Induced EMF Electromagnetic Induction - the process of inducing an electric current by suing a changing magnetic field
How is an induced magnetic field related to a magnetic field? - The magnitude of induced EMF is proportional to the rate of change of the magnetic field. The more rapidly the magnetic field changes, the greater the induced EMF.
Induced EMF is related to magnetic flux Flux –means “flow” Magnetic flux – measure of the number of magnetic filed lines that pass through a given area.
Calculating magnetic flux – Φ (phi) Magnetic filed – B crosses a surface area (A), at right angle magnetic flux Φ = magnitude of magnetic field times area Φ = BA
What factors affect magnetic flux, Φ ? Magnetic flux depends on the magnitude of the magnetic field, B, its orientation with respect to a surface, θ, and the area of the surface, A - if magnetic flux is parallel to the surface then Φ = 0 If magnetic flux crosses the surface at an angle θ the formula is : Φ = BA cos θ
Faraday’s law relates magnetic flux and EMF Any change in magnetic flux Φ will induces voltage (emf) to be "induced" in the coil Change in magnetic flux Φ could be produced by: 1-changing the magnetic field strength, 2-moving a magnet toward or away from the coil, 3- moving the coil into or out of the magnetic field, 4- rotating the coil relative to the magnet, etc.
EMF = −N (ΔBA/ Δt) N number of loops in the coil Δt – time ΔBA = Φ magnetic flux – B is magnetic field – A is area
emf is directly proportional to the change in flux emf is greatest when the change in time Δt is smallest—that is, emf is inversely proportional to Δt A coil has N turns, an emf will be produced that is N times greater than for a single coil, so that emf is directly proportional to N ( number of loops) EMF = −N (ΔBA/ Δt)
Lenz's law Lenz’s law states that an induced current always flow in a direction that opposes the change that cused it.

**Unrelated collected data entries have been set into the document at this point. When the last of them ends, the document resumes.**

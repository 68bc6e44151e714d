//! HTML pages, compiled into the binary.

use axum::response::Html;
use tera::{Context, Tera};

use crate::errors::AppError;

pub const INDEX: &str = "index.html";
pub const GALLERY: &str = "gallery.html";
pub const ADMIN: &str = "admin.html";

pub fn load() -> tera::Result<Tera> {
    let mut tera = Tera::default();
    tera.add_raw_templates(vec![
        ("base.html", include_str!("../assets/templates/base.html")),
        (INDEX, include_str!("../assets/templates/index.html")),
        (GALLERY, include_str!("../assets/templates/gallery.html")),
        (ADMIN, include_str!("../assets/templates/admin.html")),
    ])?;
    tera.autoescape_on(vec![".html"]);
    Ok(tera)
}

pub fn render(tera: &Tera, name: &str, context: &Context) -> Result<Html<String>, AppError> {
    tera.render(name, context)
        .map(Html)
        .map_err(|err| AppError::internal(format!("rendering {name}: {err}")))
}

The reason for the negative sign in Faraday’s law: EMF = − N (ΔBA/ Δt) ( - ) Indicates that the induced current opposes the change in magnetic flux.
Bar magnet being moved in a coil the strength of the magnetic field increases in the coil. The current induced in the coil creates another field, in the opposite direction of the bar magnet’s to oppose the increase induction opposes any change in flux
a) Magnet moves into the coil –Current moves counter-clockwise b) Magnet out of coil – current moves clockwise C) Magnet moves out of coil - Which way does the current move?